High Level Group on Agricultural Exports : Finance Commission | 01 Aug 2020

Why in News

Recently, the High Level Group (HLEG) on Agricultural Exports set up by the Fifteenth Finance Commission has submitted its report to the Commission.

  • The HLEG was set up to recommend measurable performance incentives for states to encourage agricultural exports and to promote crops to enable high import substitution.

Finance Commission

  • The Finance Commission is a constitutional body, that determines the method and formula for distributing the tax proceeds between the Centre and states, and among the states as per the constitutional arrangement and present requirements.
  • Under Article 280 of the Constitution, the President of India is required to constitute a Finance Commission at an interval of five years or earlier.
  • The 15th Finance Commission was constituted by the President of India in November 2017, under the chairmanship of NK Singh.
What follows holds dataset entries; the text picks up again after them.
//! Criterion benchmarks for full-message codec throughput: measure, write
//! and parse of a representative record over heap buffers.
//!
//! Run with:
//!   cargo bench --bench codec

use criterion::{criterion_group, criterion_main, BenchmarkId, Criterion, Throughput};
use pbwire::buffer::{BufferedData, SequentialData};
use pbwire::codec::{Codec, DEFAULT_MAX_DEPTH};

mod models {
    include!("../e2e/models.rs");
}

use models::{everything_sample, Timestamp, EVERYTHING, TIMESTAMP};

fn bench_codec(c: &mut Criterion) {
    let mut group = c.benchmark_group("codec");

    let small = Timestamp {
        seconds: 5678,
        nanos: 1234,
    };
    let large = everything_sample();

    let small_size = TIMESTAMP.measure_record(&small);
    let large_size = EVERYTHING.measure_record(&large);

    // ── measure ─────────────────────────────────────────────────────────────
    group.bench_function("measure/timestamp", |b| {
        b.iter(|| TIMESTAMP.measure_record(&small))
    });
    group.bench_function("measure/everything", |b| {
        b.iter(|| EVERYTHING.measure_record(&large))
    });

    // ── write ───────────────────────────────────────────────────────────────
    group.throughput(Throughput::Bytes(small_size as u64));
    group.bench_with_input(BenchmarkId::new("write", "timestamp"), &small, |b, m| {
        let mut buf = BufferedData::allocate(small_size);
        b.iter(|| {
            buf.reset();
            TIMESTAMP.write(m, &mut buf).unwrap();
            buf.position()
        })
    });
    group.throughput(Throughput::Bytes(large_size as u64));
    group.bench_with_input(BenchmarkId::new("write", "everything"), &large, |b, m| {
        let mut buf = BufferedData::allocate(large_size);
        b.iter(|| {
            buf.reset();
            EVERYTHING.write(m, &mut buf).unwrap();
            buf.position()
        })
    });

    // ── parse ───────────────────────────────────────────────────────────────
    let small_bytes = TIMESTAMP.to_bytes(&small).unwrap();
    group.throughput(Throughput::Bytes(small_size as u64));
    group.bench_with_input(
        BenchmarkId::new("parse", "timestamp"),
        &small_bytes,
        |b, raw| {
            b.iter(|| {
                TIMESTAMP
                    .parse(&mut raw.open(), false, true, DEFAULT_MAX_DEPTH)
                    .unwrap()
            })
        },
    );

    let large_bytes = EVERYTHING.to_bytes(&large).unwrap();
    group.throughput(Throughput::Bytes(large_size as u64));
    group.bench_with_input(
        BenchmarkId::new("parse", "everything"),
        &large_bytes,
        |b, raw| {
            b.iter(|| {
                EVERYTHING
                    .parse(&mut raw.open(), false, true, DEFAULT_MAX_DEPTH)
                    .unwrap()
            })
        },
    );

    group.finish();
}

criterion_group!(benches, bench_codec);
criterion_main!(benches);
Its recommendations will cover a period of five years from April 2020 to March 2025.

Key Points

  • Purpose to Constitute HLEG:
    • To assess export & import substitution opportunities for Indian agricultural products (commodities, semi-processed, and processed) in the changing international trade scenario and suggest ways to step up exports sustainably and reduce import dependence.
    • To recommend strategies and measures to increase farm productivity, enable higher value addition, ensure waste reduction, strengthen logistics infrastructure etc. related to Indian agriculture, to improve the sector's global competitiveness.
    • To identify the impediments for private sector investments along the agricultural value chain and suggest policy measures and reforms that would help attract the required investments.
    • To suggest appropriate performance-based incentives to the state governments for the period 2021-22 to 2025-26, to accelerate reforms in the agriculture sector as well as implement other policy measures in this regard.
  • Recommendations:
    • Crop Value Chains:
      • It emphasises to focus on 22 crop value chains with a demand driven approach.
      • The demand driven approach refers to a development strategy where the people themselves are expected to take the initiative and the responsibility for improving supply situation rather than being passive recipients of the Government services.
      • It also suggests to solve Value Chain Clusters (VCC) holistically with focus on value addition.
    • State-led Export Plan:
      • It is a business plan for a crop value chain cluster, that will lay out the opportunity, initiatives and investment required to meet the desired value chain export aspiration.
      • These plans will be action-oriented, time-bound and outcome-focused.
      • Such plans should be collaboratively prepared with private sector players and Commodity Boards presenting participation of all stakeholders.
    • Participation of Private Sector:
      • The private sector players need to play a pivotal role in ensuring demand orientation and focus on value addition.
      • It also needs to ensure project plans are feasible, robust, implementable and appropriately funded; providing funds for technology based on business cases and for creating urgency and discipline for project implementation.
    • Central Government’s Role:
      • The Central government should act as an enabler.
      • Thus, robust institutional mechanisms need to be enforced to fund and support implementation.
  • India’s Estimated Agricultural Export Potential:
    • India’s agricultural export has the potential to grow from USD 40 billion to USD 70 billion in a few years.
    • The estimated investment in agricultural export could be to the tune of USD 8-10 billion across inputs, infrastructure, processing and demand enablers.
    • Additional exports are likely to create an estimated 7-10 million jobs.
    • It will also lead to higher farm productivity and farmer income.